──────── GIVEN ENTRIES
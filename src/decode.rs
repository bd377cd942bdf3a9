// src/decode.rs

//! Turning process output bytes into text.
//!
//! Decoding is strict: a malformed sequence fails the attempt instead of
//! producing replacement characters, so the next fallback gets its chance.
//! Labels are resolved through the WHATWG registry (`encoding_rs`), with a
//! few common spellings such as `utf_8` normalised first.
//!
//! The WHATWG registry maps `latin-1`/`iso-8859-1` to windows-1252. Those
//! labels are handled separately as true ISO-8859-1, so 0x80..=0x9F decode
//! to the C1 controls; ask for `windows-1252` to get the WHATWG mapping.

use std::borrow::Cow;

use encoding_rs::{Encoding, UTF_8};
use thiserror::Error;
use tracing::{debug, trace, warn};

/// Every configured encoding was tried and none could decode the bytes.
#[derive(Error, Debug, Clone, PartialEq, Eq)]
#[error("could not decode output; tried encodings: {}", attempted.join(", "))]
pub struct DecodeError {
    /// Labels in the order they were attempted (primary first).
    pub attempted: Vec<String>,
}

/// Decode `bytes` with `primary`, then each of `fallbacks` in order.
///
/// The first encoding that decodes without error wins.
pub fn decode(bytes: &[u8], primary: &str, fallbacks: &[String]) -> Result<String, DecodeError> {
    let labels = std::iter::once(primary).chain(fallbacks.iter().map(String::as_str));
    let mut attempted = Vec::with_capacity(fallbacks.len() + 1);

    for label in labels {
        attempted.push(label.to_string());

        if let Some(text) = try_decode(bytes, label) {
            if attempted.len() > 1 {
                debug!(encoding = label, attempts = attempted.len(), "decoded with fallback encoding");
            }
            return Ok(text);
        }

        trace!(encoding = label, len = bytes.len(), "decoding attempt failed");
    }

    Err(DecodeError { attempted })
}

/// Encode `text` for a child's stdin using `label`.
///
/// Unknown labels fall back to UTF-8. Characters the target encoding cannot
/// represent are written as numeric character references by `encoding_rs`
/// (as `?` for ISO-8859-1).
pub fn encode(text: &str, label: &str) -> Vec<u8> {
    let codec = lookup(label).unwrap_or_else(|| {
        warn!(encoding = label, "unknown encoding label for stdin; using utf-8");
        Codec::Whatwg(UTF_8)
    });

    let (bytes, had_errors) = codec.encode(text);
    if had_errors {
        warn!(encoding = codec.name(), "stdin contains characters the encoding cannot represent");
    }
    bytes
}

/// A resolved encoding label.
#[derive(Debug, Clone, Copy, PartialEq, Eq)]
pub enum Codec {
    /// ISO-8859-1: every byte is the code point of the same value.
    Latin1,
    Whatwg(&'static Encoding),
}

impl Codec {
    pub fn name(&self) -> &'static str {
        match self {
            Codec::Latin1 => "iso-8859-1",
            Codec::Whatwg(encoding) => encoding.name(),
        }
    }

    /// Strict decode; `None` on a malformed sequence.
    fn decode(&self, bytes: &[u8]) -> Option<String> {
        match self {
            Codec::Latin1 => Some(encoding_rs::mem::decode_latin1(bytes).into_owned()),
            Codec::Whatwg(encoding) => encoding
                .decode_without_bom_handling_and_without_replacement(bytes)
                .map(Cow::into_owned),
        }
    }

    fn encode(&self, text: &str) -> (Vec<u8>, bool) {
        match self {
            Codec::Latin1 => {
                let mut had_errors = false;
                let bytes = text
                    .chars()
                    .map(|c| {
                        u8::try_from(u32::from(c)).unwrap_or_else(|_| {
                            had_errors = true;
                            b'?'
                        })
                    })
                    .collect();
                (bytes, had_errors)
            }
            Codec::Whatwg(encoding) => {
                let (bytes, _, had_errors) = encoding.encode(text);
                (bytes.into_owned(), had_errors)
            }
        }
    }
}

const LATIN1_LABELS: &[&str] = &[
    "latin1", "l1", "iso-8859-1", "iso8859-1", "iso-ir-100", "cp819", "8859",
];

/// Resolve an encoding label, accepting a few non-WHATWG spellings.
pub fn lookup(label: &str) -> Option<Codec> {
    let normalized = normalize_label(label);
    if LATIN1_LABELS.contains(&normalized.as_str()) {
        return Some(Codec::Latin1);
    }

    Encoding::for_label(label.trim().as_bytes())
        .or_else(|| Encoding::for_label(normalized.as_bytes()))
        .map(Codec::Whatwg)
}

/// Whether `label` names an encoding we can decode with.
pub fn is_known_label(label: &str) -> bool {
    lookup(label).is_some()
}

fn try_decode(bytes: &[u8], label: &str) -> Option<String> {
    let Some(codec) = lookup(label) else {
        warn!(encoding = label, "unknown encoding label; skipping");
        return None;
    };

    codec.decode(bytes)
}

/// `latin-1` / `latin_1` -> `latin1`, `utf_8` -> `utf-8`.
fn normalize_label(label: &str) -> String {
    let lowered = label.trim().to_ascii_lowercase().replace('_', "-");
    match lowered.strip_prefix("latin-") {
        Some(rest) => format!("latin{rest}"),
        None => lowered,
    }
}
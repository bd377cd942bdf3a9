pub mod builders;
pub mod recording;

use std::sync::Once;
use tracing_subscriber::{fmt, EnvFilter};

static INIT: Once = Once::new();

/// Initialise tracing for tests.
///
/// - Uses `with_test_writer()`, so logs are captured per-test.
/// - The Rust test harness only prints captured output for **failing** tests
///   (unless you run with `-- --nocapture`).
///
/// Enable levels with e.g.:
/// `RUST_LOG=debug cargo test`
pub fn init_tracing() {
    INIT.call_once(|| {
        let filter =
            EnvFilter::try_from_default_env().unwrap_or_else(|_| EnvFilter::new("info"));

        fmt()
            .with_env_filter(filter)
            .with_test_writer() // print only for failing tests unless --nocapture
            .with_target(true)
            .with_thread_names(true)
            .init();
    });
}

/// Run a future with a 5-second timeout.
#[allow(dead_code)]
pub async fn with_timeout<F, T>(f: F) -> T
where
    F: std::future::Future<Output = T>,
{
    tokio::time::timeout(std::time::Duration::from_secs(5), f)
        .await
        .expect("Test timed out after 5 seconds")
}

/// `["sh", "-c", script]`.
pub fn sh(script: &str) -> Vec<String> {
    vec!["sh".to_string(), "-c".to_string(), script.to_string()]
}
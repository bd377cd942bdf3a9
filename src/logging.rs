// src/logging.rs

//! Logging setup for `vcs-runner` using `tracing` + `tracing-subscriber`.
//!
//! The filter comes from, in order:
//! 1. `--log-level` (applies to every target),
//! 2. `VCS_RUNNER_LOG`, read as `EnvFilter` directives, so per-module
//!    settings like `vcs_runner::exec=trace,info` work,
//! 3. `info`.
//!
//! Output goes to stderr, leaving stdout to the tool. Thread names are on
//! because the worker, dispatch and UI threads interleave.

use anyhow::{Result, anyhow};
use tracing_subscriber::EnvFilter;
use tracing_subscriber::fmt;

use crate::cli::LogLevel;

pub const LOG_ENV_VAR: &str = "VCS_RUNNER_LOG";

const DEFAULT_DIRECTIVES: &str = "info";

/// Install the global subscriber. Call once, early in `main`.
pub fn init_logging(cli_level: Option<LogLevel>) -> Result<()> {
    let from_env = std::env::var(LOG_ENV_VAR).ok();
    let filter = build_filter(cli_level, from_env.as_deref());

    fmt()
        .with_env_filter(filter)
        .with_target(true)
        .with_thread_names(true)
        .with_writer(std::io::stderr)
        .try_init()
        .map_err(|e| anyhow!("installing tracing subscriber: {e}"))
}

/// Pick the filter for a CLI level and the raw `VCS_RUNNER_LOG` value.
///
/// Malformed environment directives are ignored in favour of the default.
pub fn build_filter(cli_level: Option<LogLevel>, from_env: Option<&str>) -> EnvFilter {
    if let Some(level) = cli_level {
        return EnvFilter::new(level.directive());
    }

    from_env
        .map(str::trim)
        .filter(|s| !s.is_empty())
        .and_then(|s| EnvFilter::try_new(s).ok())
        .unwrap_or_else(|| EnvFilter::new(DEFAULT_DIRECTIVES))
}

impl LogLevel {
    fn directive(self) -> &'static str {
        match self {
            LogLevel::Error => "error",
            LogLevel::Warn => "warn",
            LogLevel::Info => "info",
            LogLevel::Debug => "debug",
            LogLevel::Trace => "trace",
        }
    }
}
// tests/decoding.rs

use proptest::prelude::*;
use vcs_runner::decode::{decode, encode, is_known_label};

#[test]
fn falls_back_in_order_when_primary_fails() {
    let bytes = b"caf\xe9";

    assert_eq!(
        decode(bytes, "utf-8", &["latin-1".to_string()]).unwrap(),
        "café"
    );

    let err = decode(bytes, "utf-8", &[]).unwrap_err();
    assert_eq!(err.attempted, vec!["utf-8".to_string()]);
}

#[test]
fn first_successful_fallback_wins() {
    // Valid Shift_JIS for "日本", and also decodable as latin-1.
    let bytes = b"\x93\xfa\x96\x7b";

    let sjis_first = decode(
        bytes,
        "utf-8",
        &["shift_jis".to_string(), "latin-1".to_string()],
    )
    .unwrap();
    assert_eq!(sjis_first, "日本");

    let latin_first = decode(
        bytes,
        "utf-8",
        &["latin-1".to_string(), "shift_jis".to_string()],
    )
    .unwrap();
    assert_ne!(latin_first, "日本");
}

#[test]
fn error_lists_every_attempt_including_unknown_labels() {
    let err = decode(
        b"\xff\xfe\xfd",
        "utf-8",
        &["no-such-encoding".to_string(), "utf_8".to_string()],
    )
    .unwrap_err();

    assert_eq!(err.attempted, vec!["utf-8", "no-such-encoding", "utf_8"]);
    assert!(err.to_string().contains("no-such-encoding"));
}

#[test]
fn labels_accept_common_spellings() {
    for label in ["utf-8", "UTF8", "utf_8", "latin-1", "latin1", "ISO-8859-1", "shift_jis"] {
        assert!(is_known_label(label), "{label} should be known");
    }
    assert!(!is_known_label("klingon"));
}

#[test]
fn stdin_text_is_encoded_with_the_job_encoding() {
    assert_eq!(encode("café", "utf-8"), "café".as_bytes());
    assert_eq!(encode("café", "latin-1"), b"caf\xe9");
    // Unknown label falls back to utf-8.
    assert_eq!(encode("café", "klingon"), "café".as_bytes());
}

#[test]
fn latin1_is_iso_8859_1_not_windows_1252() {
    let bytes = b"\x80\x9f";

    for label in ["latin-1", "iso-8859-1", "latin_1"] {
        assert_eq!(
            decode(bytes, label, &[]).unwrap(),
            "\u{80}\u{9f}",
            "{label}"
        );
    }
    assert_eq!(decode(bytes, "windows-1252", &[]).unwrap(), "\u{20ac}\u{178}");

    assert_eq!(encode("\u{80}", "latin-1"), b"\x80");
    assert_eq!(encode("\u{20ac}", "latin-1"), b"?");
}

proptest! {
    #[test]
    fn valid_utf8_never_needs_a_fallback(text in ".*") {
        let decoded = decode(text.as_bytes(), "utf-8", &[]).unwrap();
        prop_assert_eq!(decoded, text);
    }

    #[test]
    fn single_byte_fallback_always_succeeds(bytes in proptest::collection::vec(any::<u8>(), 0..256)) {
        let decoded = decode(&bytes, "utf-8", &["latin-1".to_string()]);
        prop_assert!(decoded.is_ok());
    }
}
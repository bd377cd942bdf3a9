// src/config/model.rs

use std::collections::BTreeMap;

use serde::Deserialize;

use crate::exec::QueueOptions;
use crate::exec::job::DEFAULT_ENCODING;
use crate::types::ForcePath;

/// Configuration exactly as read from a TOML file, before validation.
///
/// ```toml
/// [settings]
/// encoding = "utf-8"
/// fallback_encodings = ["latin-1"]
/// force_path = ["/usr/local/bin", "/usr/bin"]
///
/// [executables]
/// git = ["git"]
/// git_flow = ["git-flow"]
///
/// [queue]
/// submit_timeout = "10s"
/// result_timeout = "10s"
/// ```
///
/// All sections are optional and have reasonable defaults.
#[derive(Debug, Clone, Default, Deserialize)]
pub struct RawConfigFile {
    #[serde(default)]
    pub settings: SettingsSection,

    /// Executable vectors keyed by logical tool name (`git`, `git_flow`,
    /// `legit`). Tools without an entry use their built-in default.
    #[serde(default)]
    pub executables: BTreeMap<String, Vec<String>>,

    #[serde(default)]
    pub queue: QueueSection,
}

/// `[settings]` section.
#[derive(Debug, Clone, Deserialize)]
pub struct SettingsSection {
    /// Primary encoding for decoding output and encoding stdin.
    #[serde(default = "default_encoding")]
    pub encoding: String,

    /// Tried in order when `encoding` fails to decode.
    #[serde(default)]
    pub fallback_encodings: Vec<String>,

    /// Replaces `PATH` for spawned processes when set.
    #[serde(default)]
    pub force_path: Option<ForcePath>,
}

fn default_encoding() -> String {
    DEFAULT_ENCODING.to_string()
}

impl Default for SettingsSection {
    fn default() -> Self {
        Self {
            encoding: default_encoding(),
            fallback_encodings: Vec::new(),
            force_path: None,
        }
    }
}

/// `[queue]` section. Durations are strings like `"500ms"`, `"10s"`, `"1m"`.
#[derive(Debug, Clone, Deserialize)]
pub struct QueueSection {
    #[serde(default = "default_handoff_timeout")]
    pub submit_timeout: String,

    #[serde(default = "default_handoff_timeout")]
    pub result_timeout: String,

    #[serde(default = "default_handoff_timeout")]
    pub async_result_timeout: String,

    #[serde(default = "default_poll_interval")]
    pub worker_poll_interval: String,
}

fn default_handoff_timeout() -> String {
    "10s".to_string()
}

fn default_poll_interval() -> String {
    "1s".to_string()
}

impl Default for QueueSection {
    fn default() -> Self {
        Self {
            submit_timeout: default_handoff_timeout(),
            result_timeout: default_handoff_timeout(),
            async_result_timeout: default_handoff_timeout(),
            worker_poll_interval: default_poll_interval(),
        }
    }
}

/// Validated configuration.
///
/// Only obtainable through `TryFrom<RawConfigFile>` (or [`Default`]), so the
/// encodings are known, executable vectors are non-empty and the queue
/// durations are parsed.
#[derive(Debug, Clone)]
pub struct ConfigFile {
    pub settings: SettingsSection,
    pub executables: BTreeMap<String, Vec<String>>,
    pub queue: QueueOptions,
}

impl ConfigFile {
    pub(crate) fn new_unchecked(
        settings: SettingsSection,
        executables: BTreeMap<String, Vec<String>>,
        queue: QueueOptions,
    ) -> Self {
        Self {
            settings,
            executables,
            queue,
        }
    }
}

impl Default for ConfigFile {
    fn default() -> Self {
        Self::new_unchecked(
            SettingsSection::default(),
            BTreeMap::new(),
            QueueOptions::default(),
        )
    }
}
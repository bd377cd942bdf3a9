// src/lib.rs

pub mod cli;
pub mod config;
pub mod decode;
pub mod errors;
pub mod exec;
pub mod logging;
pub mod runner;
pub mod types;
pub mod ui;

use std::path::PathBuf;
use std::sync::{Arc, Mutex, PoisonError};

use anyhow::{Result, anyhow};
use tracing::{debug, info};

use crate::cli::CliArgs;
use crate::config::{ConfigFile, SettingsResolver, load_or_default};
use crate::errors::ExecError;
use crate::exec::{AsyncCallbacks, ExecutionService};
use crate::runner::{CmdOptions, CommandRunner, Tool};
use crate::ui::UiLoop;

/// High-level entry point used by `main.rs`.
///
/// This wires together:
/// - config loading
/// - the execution service (worker thread + job slot)
/// - the UI task loop (drives async callbacks on this task)
/// - one tool invocation, captured or streamed
///
/// Returns the tool's exit code.
pub async fn run(args: CliArgs) -> Result<i32> {
    let config_path = PathBuf::from(&args.config);
    let cfg = Arc::new(load_or_default(&config_path)?);

    let (ui, ui_loop) = ui::channel();
    let service = ExecutionService::start(cfg.queue)?;
    let settings: Arc<dyn SettingsResolver> = cfg.clone();
    let runner = CommandRunner::new(Tool::for_kind(args.tool), service, settings, Arc::new(ui));

    if args.dry_run {
        print_dry_run(&runner, &cfg, &args.args);
        return Ok(0);
    }

    if args.stream {
        run_streamed(runner, ui_loop, args).await
    } else {
        run_captured(runner, args).await
    }
}

async fn run_captured(runner: CommandRunner, args: CliArgs) -> Result<i32> {
    let mut opts = CmdOptions::new();
    if let Some(cwd) = &args.cwd {
        opts = opts.cwd(cwd);
    }

    // The sync path blocks its caller; keep that off the async workers.
    let blocking_runner = runner.clone();
    let output = tokio::task::spawn_blocking(move || blocking_runner.cmd(&args.args, opts))
        .await?
        .map_err(|err| anyhow!(runner.describe_error(&err)))?;

    print!("{}", output.stdout);
    eprint!("{}", output.stderr);
    info!(exit_code = output.exit_code, "command finished");

    Ok(output.exit_code)
}

async fn run_streamed(runner: CommandRunner, mut ui_loop: UiLoop, args: CliArgs) -> Result<i32> {
    let outcome: Arc<Mutex<Option<std::result::Result<i32, ExecError>>>> =
        Arc::new(Mutex::new(None));

    let record = |slot: Arc<Mutex<Option<std::result::Result<i32, ExecError>>>>| {
        move |result: std::result::Result<i32, ExecError>| {
            *slot.lock().unwrap_or_else(PoisonError::into_inner) = Some(result);
        }
    };
    let on_complete = record(Arc::clone(&outcome));
    let on_error = record(Arc::clone(&outcome));
    let on_exception = record(Arc::clone(&outcome));

    let callbacks = AsyncCallbacks::new()
        .on_data(|line| println!("{line}"))
        .on_complete(move |code| on_complete(Ok(code)))
        .on_error(move |code| on_error(Ok(code)))
        .on_exception(move |err| on_exception(Err(err)));

    let _handle = runner.cmd_async(&args.args, args.cwd.as_deref(), callbacks)?;

    ui_loop
        .run_while(|| {
            outcome
                .lock()
                .unwrap_or_else(PoisonError::into_inner)
                .is_none()
        })
        .await;

    let result = outcome
        .lock()
        .unwrap_or_else(PoisonError::into_inner)
        .take();

    match result {
        Some(Ok(code)) => {
            info!(exit_code = code, "streamed command finished");
            Ok(code)
        }
        Some(Err(err)) => Err(anyhow!(runner.describe_error(&err))),
        None => Err(anyhow!("UI loop closed before the command finished")),
    }
}

/// Print the resolved command and the settings that would apply.
fn print_dry_run(runner: &CommandRunner, cfg: &ConfigFile, args: &[String]) {
    println!("vcs-runner dry-run");
    println!("  tool = {}", runner.tool().settings_key);
    println!("  command = {:?}", runner.build_command(args));
    println!("  encoding = {}", cfg.settings.encoding);
    if !cfg.settings.fallback_encodings.is_empty() {
        println!("  fallback_encodings = {:?}", cfg.settings.fallback_encodings);
    }
    if let Some(ref force_path) = cfg.settings.force_path {
        println!("  force_path = {:?}", force_path);
    }
    println!("  queue.submit_timeout = {:?}", cfg.queue.submit_timeout);
    println!("  queue.result_timeout = {:?}", cfg.queue.result_timeout);
    println!(
        "  queue.async_result_timeout = {:?}",
        cfg.queue.async_result_timeout
    );

    debug!("dry-run complete (no execution)");
}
────────────────
> [TASK STATEMENT]: Among the entries, count how many lines hold the string "bool", then state only that number.

> [RESPONSE AREA]: 2